Items from a data source
==================================================

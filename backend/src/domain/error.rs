//! Domain-level error payload.
//!
//! Errors are transport agnostic. The HTTP adapter maps the [`ErrorCode`] to a
//! status and serialises the payload as the response body.

use serde::{Deserialize, Serialize};
use serde_json::Value;

use super::TraceId;

/// Stable machine-readable error code describing the failure category.
#[derive(Debug, Clone, Copy, PartialEq, Eq, Hash, Serialize, Deserialize)]
#[non_exhaustive]
#[serde(rename_all = "snake_case")]
pub enum ErrorCode {
    /// The request is malformed or fails validation.
    InvalidRequest,
    /// Authentication failed or is missing.
    Unauthorized,
    /// The requested resource does not exist.
    NotFound,
    /// A dependency such as the database is temporarily unavailable.
    ServiceUnavailable,
    /// An unexpected error occurred inside the service.
    InternalError,
}

/// Error payload shared by every inbound adapter.
///
/// ## Invariants
/// - `message` is non-empty once trimmed of whitespace.
/// - `trace_id` is captured from the task-local [`TraceId`] at construction.
///
/// # Examples
/// ```
/// use flashcards::domain::{Error, ErrorCode};
///
/// let err = Error::not_found("Flashcard not found");
/// assert_eq!(err.code(), ErrorCode::NotFound);
/// assert_eq!(err.message(), "Flashcard not found");
/// ```
#[derive(Debug, Clone, PartialEq, Serialize, Deserialize)]
#[serde(try_from = "ErrorDto", into = "ErrorDto")]
pub struct Error {
    code: ErrorCode,
    message: String,
    trace_id: Option<String>,
    details: Option<Value>,
}

/// Validation errors emitted by [`Error::try_new`].
#[derive(Debug, Clone, PartialEq, Eq, thiserror::Error)]
pub enum ErrorValidationError {
    #[error("error message must not be empty")]
    EmptyMessage,
}

impl Error {
    /// Create a new error, panicking if the message is blank.
    ///
    /// Messages are compile-time literals at every call site, so a blank
    /// message is a programming error.
    pub fn new(code: ErrorCode, message: impl Into<String>) -> Self {
        match Self::try_new(code, message) {
            Ok(value) => value,
            Err(err) => panic!("error messages must satisfy validation: {err}"),
        }
    }

    /// Fallible constructor that validates the message content.
    pub fn try_new(code: ErrorCode, message: impl Into<String>) -> Result<Self, ErrorValidationError> {
        let message = message.into();
        if message.trim().is_empty() {
            return Err(ErrorValidationError::EmptyMessage);
        }
        Ok(Self {
            code,
            message,
            trace_id: TraceId::current().map(|id| id.to_string()),
            details: None,
        })
    }

    pub fn code(&self) -> ErrorCode {
        self.code
    }

    pub fn message(&self) -> &str {
        self.message.as_str()
    }

    pub fn trace_id(&self) -> Option<&str> {
        self.trace_id.as_deref()
    }

    pub fn details(&self) -> Option<&Value> {
        self.details.as_ref()
    }

    /// Attach a trace identifier, replacing any captured one.
    pub fn with_trace_id(mut self, id: impl Into<String>) -> Self {
        self.trace_id = Some(id.into());
        self
    }

    /// Attach structured details to the error.
    ///
    /// # Examples
    /// ```
    /// use flashcards::domain::Error;
    /// use serde_json::json;
    ///
    /// let err = Error::invalid_request("bad").with_details(json!({ "field": "word" }));
    /// assert!(err.details().is_some());
    /// ```
    pub fn with_details(mut self, details: Value) -> Self {
        self.details = Some(details);
        self
    }

    /// Convenience constructor for [`ErrorCode::InvalidRequest`].
    pub fn invalid_request(message: impl Into<String>) -> Self {
        Self::new(ErrorCode::InvalidRequest, message)
    }

    /// Convenience constructor for [`ErrorCode::Unauthorized`].
    pub fn unauthorized(message: impl Into<String>) -> Self {
        Self::new(ErrorCode::Unauthorized, message)
    }

    /// Convenience constructor for [`ErrorCode::NotFound`].
    pub fn not_found(message: impl Into<String>) -> Self {
        Self::new(ErrorCode::NotFound, message)
    }

    /// Convenience constructor for [`ErrorCode::ServiceUnavailable`].
    pub fn service_unavailable(message: impl Into<String>) -> Self {
        Self::new(ErrorCode::ServiceUnavailable, message)
    }

    /// Convenience constructor for [`ErrorCode::InternalError`].
    pub fn internal(message: impl Into<String>) -> Self {
        Self::new(ErrorCode::InternalError, message)
    }
}

impl std::fmt::Display for Error {
    fn fmt(&self, f: &mut std::fmt::Formatter<'_>) -> std::fmt::Result {
        write!(f, "{}", self.message)
    }
}

impl std::error::Error for Error {}

#[derive(Debug, Clone, Serialize, Deserialize)]
#[serde(rename_all = "camelCase")]
#[serde(deny_unknown_fields)]
struct ErrorDto {
    code: ErrorCode,
    message: String,
    #[serde(default, skip_serializing_if = "Option::is_none")]
    #[serde(alias = "trace_id")]
    trace_id: Option<String>,
    #[serde(default, skip_serializing_if = "Option::is_none")]
    details: Option<Value>,
}

impl From<Error> for ErrorDto {
    fn from(value: Error) -> Self {
        Self {
            code: value.code,
            message: value.message,
            trace_id: value.trace_id,
            details: value.details,
        }
    }
}

impl TryFrom<ErrorDto> for Error {
    type Error = ErrorValidationError;

    fn try_from(value: ErrorDto) -> Result<Self, Self::Error> {
        let ErrorDto {
            code,
            message,
            trace_id,
            details,
        } = value;
        let message = message.trim().to_owned();
        if message.is_empty() {
            return Err(ErrorValidationError::EmptyMessage);
        }
        Ok(Self {
            code,
            message,
            trace_id,
            details,
        })
    }
}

==================================================

What to do —
Exact copies of every record are required, so retype them in full.

Exercise result —
filename backend/src/domain/error.rs
//! Domain-level error payload.
//!
//! Errors are transport agnostic. The HTTP adapter maps the [`ErrorCode`] to a
//! status and serialises the payload as the response body.

use serde::{Deserialize, Serialize};
use serde_json::Value;

use super::TraceId;

/// Stable machine-readable error code describing the failure category.
#[derive(Debug, Clone, Copy, PartialEq, Eq, Hash, Serialize, Deserialize)]
#[non_exhaustive]
#[serde(rename_all = "snake_case")]
pub enum ErrorCode {
    /// The request is malformed or fails validation.
    InvalidRequest,
    /// Authentication failed or is missing.
    Unauthorized,
    /// The requested resource does not exist.
    NotFound,
    /// A dependency such as the database is temporarily unavailable.
    ServiceUnavailable,
    /// An unexpected error occurred inside the service.
    InternalError,
}

/// Error payload shared by every inbound adapter.
///
/// ## Invariants
/// - `message` is non-empty once trimmed of whitespace.
/// - `trace_id` is captured from the task-local [`TraceId`] at construction.
///
/// # Examples
/// ```
/// use flashcards::domain::{Error, ErrorCode};
///
/// let err = Error::not_found("Flashcard not found");
/// assert_eq!(err.code(), ErrorCode::NotFound);
/// assert_eq!(err.message(), "Flashcard not found");
/// ```
#[derive(Debug, Clone, PartialEq, Serialize, Deserialize)]
#[serde(try_from = "ErrorDto", into = "ErrorDto")]
pub struct Error {
    code: ErrorCode,
    message: String,
    trace_id: Option<String>,
    details: Option<Value>,
}

/// Validation errors emitted by [`Error::try_new`].
#[derive(Debug, Clone, PartialEq, Eq, thiserror::Error)]
pub enum ErrorValidationError {
    #[error("error message must not be empty")]
    EmptyMessage,
}

impl Error {
    /// Create a new error, panicking if the message is blank.
    ///
    /// Messages are compile-time literals at every call site, so a blank
    /// message is a programming error.
    pub fn new(code: ErrorCode, message: impl Into<String>) -> Self {
        match Self::try_new(code, message) {
            Ok(value) => value,
            Err(err) => panic!("error messages must satisfy validation: {err}"),
        }
    }

    /// Fallible constructor that validates the message content.
    pub fn try_new(code: ErrorCode, message: impl Into<String>) -> Result<Self, ErrorValidationError> {
        let message = message.into();
        if message.trim().is_empty() {
            return Err(ErrorValidationError::EmptyMessage);
        }
        Ok(Self {
            code,
            message,
            trace_id: TraceId::current().map(|id| id.to_string()),
            details: None,
        })
    }

    pub fn code(&self) -> ErrorCode {
        self.code
    }

    pub fn message(&self) -> &str {
        self.message.as_str()
    }

    pub fn trace_id(&self) -> Option<&str> {
        self.trace_id.as_deref()
    }

    pub fn details(&self) -> Option<&Value> {
        self.details.as_ref()
    }

    /// Attach a trace identifier, replacing any captured one.
    pub fn with_trace_id(mut self, id: impl Into<String>) -> Self {
        self.trace_id = Some(id.into());
        self
    }

    /// Attach structured details to the error.
    ///
    /// # Examples
    /// ```
    /// use flashcards::domain::Error;
    /// use serde_json::json;
    ///
    /// let err = Error::invalid_request("bad").with_details(json!({ "field": "word" }));
    /// assert!(err.details().is_some());
    /// ```
    pub fn with_details(mut self, details: Value) -> Self {
        self.details = Some(details);
        self
    }

    /// Convenience constructor for [`ErrorCode::InvalidRequest`].
    pub fn invalid_request(message: impl Into<String>) -> Self {
        Self::new(ErrorCode::InvalidRequest, message)
    }

    /// Convenience constructor for [`ErrorCode::Unauthorized`].
    pub fn unauthorized(message: impl Into<String>) -> Self {
        Self::new(ErrorCode::Unauthorized, message)
    }

    /// Convenience constructor for [`ErrorCode::NotFound`].
    pub fn not_found(message: impl Into<String>) -> Self {
        Self::new(ErrorCode::NotFound, message)
    }

    /// Convenience constructor for [`ErrorCode::ServiceUnavailable`].
    pub fn service_unavailable(message: impl Into<String>) -> Self {
        Self::new(ErrorCode::ServiceUnavailable, message)
    }

    /// Convenience constructor for [`ErrorCode::InternalError`].
    pub fn internal(message: impl Into<String>) -> Self {
        Self::new(ErrorCode::InternalError, message)
    }
}

impl std::fmt::Display for Error {
    fn fmt(&self, f: &mut std::fmt::Formatter<'_>) -> std::fmt::Result {
        write!(f, "{}", self.message)
    }
}

impl std::error::Error for Error {}

#[derive(Debug, Clone, Serialize, Deserialize)]
#[serde(rename_all = "camelCase")]
#[serde(deny_unknown_fields)]
struct ErrorDto {
    code: ErrorCode,
    message: String,
    #[serde(default, skip_serializing_if = "Option::is_none")]
    #[serde(alias = "trace_id")]
    trace_id: Option<String>,
    #[serde(default, skip_serializing_if = "Option::is_none")]
    details: Option<Value>,
}

impl From<Error> for ErrorDto {
    fn from(value: Error) -> Self {
        Self {
            code: value.code,
            message: value.message,
            trace_id: value.trace_id,
            details: value.details,
        }
    }
}

impl TryFrom<ErrorDto> for Error {
    type Error = ErrorValidationError;

    fn try_from(value: ErrorDto) -> Result<Self, Self::Error> {
        let ErrorDto {
            code,
            message,
            trace_id,
            details,
        } = value;
        let message = message.trim().to_owned();
        if message.is_empty() {
            return Err(ErrorValidationError::EmptyMessage);
        }
        Ok(Self {
            code,
            message,
            trace_id,
            details,
        })
    }
}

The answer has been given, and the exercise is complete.